Baroness Hale, Helen Mountfield, and Robert Spano in discussion at Mansfield College.
Image Credit: Eleanor Luxton

Baroness Hale visits Mansfield College

On 5th May, Baroness Brenda Hale, British judge and former President of the UK Supreme Court, joined Former President of the European Court of Human Rights Robert Spano to deliver a talk at Mansfield College on the subject of inclusive democracy and human rights. 

Predicated on the notion that “democracy values everyone equally, even if the majority does not”, the discussion – moderated by Mansfield Principal Helen Mountfield KC, an expert in human rights and equality law – challenged what we think of as democracy. 

Spano, currently a Visiting Fellow at Mansfield and Visiting Professor at the University’s Law faculty, was particularly scathing of politicians using “exclusive democracy to protect vested interests”.

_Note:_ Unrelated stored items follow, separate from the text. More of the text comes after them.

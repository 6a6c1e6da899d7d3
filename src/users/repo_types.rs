use serde::{Deserialize, Serialize};
use sqlx::FromRow;
use time::OffsetDateTime;
use uuid::Uuid;

pub const DEFAULT_IDLE_THRESHOLD_SEC: i32 = 300;

/// Idle-detection preference shown by the writing timer.
#[derive(Debug, Clone, Copy, Default, PartialEq, Eq, Serialize, Deserialize, sqlx::Type)]
#[sqlx(type_name = "timer_status", rename_all = "lowercase")]
#[serde(rename_all = "lowercase")]
pub enum TimerStatus {
    #[default]
    Active,
    Paused,
    Inactive,
}

/// User record in the database.
#[derive(Debug, Clone, Serialize, FromRow)]
pub struct User {
    pub id: Uuid,
    pub email: String,
    pub nickname: String,
    #[serde(skip_serializing)]
    pub password_hash: Option<String>, // None for Google-only accounts
    pub timer_status: TimerStatus,
    pub timer_idle_threshold_sec: i32,
    #[serde(with = "time::serde::rfc3339")]
    pub created_at: OffsetDateTime,
    #[serde(with = "time::serde::rfc3339")]
    pub last_active_at: OffsetDateTime,
}

/// Insert payload for a new account.
#[derive(Debug, Clone)]
pub struct NewUser {
    pub email: String,
    pub nickname: String,
    pub password_hash: Option<String>,
}

/// Partial preference update; `None` keeps the stored value.
#[derive(Debug, Clone, Copy, Default)]
pub struct PreferencesPatch {
    pub timer_status: Option<TimerStatus>,
    pub timer_idle_threshold_sec: Option<i32>,
}

impl std::str::FromStr for TimerStatus {
    type Err = String;

    fn from_str(s: &str) -> Result<Self, Self::Err> {
        match s.trim().to_ascii_lowercase().as_str() {
            "active" => Ok(TimerStatus::Active),
            "paused" => Ok(TimerStatus::Paused),
            "inactive" => Ok(TimerStatus::Inactive),
            other => Err(format!("unknown timer status '{other}'")),
        }
    }
}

He referenced the Daily Mail’s infamous ‘Enemies of the People’ headline, published in November 2016, which included mugshots of three UK judges who ruled that the government would have to gain the consent of parliament before it could trigger Article 50. The front page was widely condemned for undermining the judiciary and bearing an uncanny resemblance to a Nazi newspaper from 1936.

Emphasising that human rights law is there to “mitigate certain human tendencies” like the desire to “only respect similar viewpoints”, Spano said that “we’re at a 1938 moment”. Spano was, of course, referring to the first wave of Nazi expansionism, when Hitler’s troops marched into Austria, signalling a new era of authoritarianism.

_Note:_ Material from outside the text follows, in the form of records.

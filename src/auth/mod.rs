use crate::state::AppState;
use axum::Router;

mod claims;
pub mod cookies;
mod dto;
pub mod extractors;
pub mod google;
pub mod handlers;
pub mod jwt;
pub mod password;
pub mod services;

pub fn router() -> Router<AppState> {
    handlers::auth_routes()
}
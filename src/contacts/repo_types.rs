use serde::Serialize;
use sqlx::FromRow;
use uuid::Uuid;

/// Emergency / notification contact owned by a user.
#[derive(Debug, Clone, Serialize, FromRow)]
pub struct Contact {
    pub id: Uuid,
    #[serde(skip_serializing)]
    pub user_id: Uuid,
    pub email: Option<String>,
    pub phone: Option<String>,
}

/// A validated contact awaiting insertion; at least one field is set.
#[derive(Debug, Clone, PartialEq, Eq)]
pub struct NewContact {
    pub email: Option<String>,
    pub phone: Option<String>,
}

This echoes the weakening of legislation that protects fundamental rights, including the recent threats to our right to protest, especially on the Coronation weekend.

Baroness Hale noted how her experience of marginalisation, as one of the “2.5% of women aged 18-21 who went to university” in the 1960s, was “helpful” in her career. Her favourite rulings include determining that the Home Office falsely imprisoned asylum seekers, and that domestic violence does not have to be physical to break the law.

An ardent supporter of women’s rights, Hale said that there is “still a long way to go with gender equality”. However, she has been instrumental in helping her successors prosper.

Helen Mountfield, during a speech in which she bestowed the honorary fellowship upon Hale, cited Brenda’s kindness and listening ear – a far cry from the patronising male judges Mountfield had dealt with previously.

She also mentioned how Hale provided a room for a female colleague, who had to return to court during maternity leave, to pump in.  Hale was certain that “difference makes for vitality” in the judiciary, workplace and society in general.

The Oxford Student spoke with Hale at a drinks reception to ask how she coped with being in rooms with people who might not have looked with her.

“Actually it was my height that was the biggest issue”, Hale remarked, recounting how she had been forced to stand on boxes to engage in conversations with her male peers.

Throughout the talk, Hale demonstrated that democracy was something which we must all try to protect from “rampant majoritarianism” and the exclusionary group identity fostered by nationalism.

Hale’s refusal to add her personal opinions to matters also spoke of a respect for legal professionalism that recognises how “the judicial role is sensitive, we’re not instigators of high policy, but we have a particular duty to uphold”.

Image credit: Eleanor Luxton

Image description: Baroness Hale, Helen Mountfield, and Robert Spano in discussion at Mansfield College.

This article was amended to correct a date from 1933 to 1936, and to remove a mention of inadequate maternity pay being changed 25 years ago.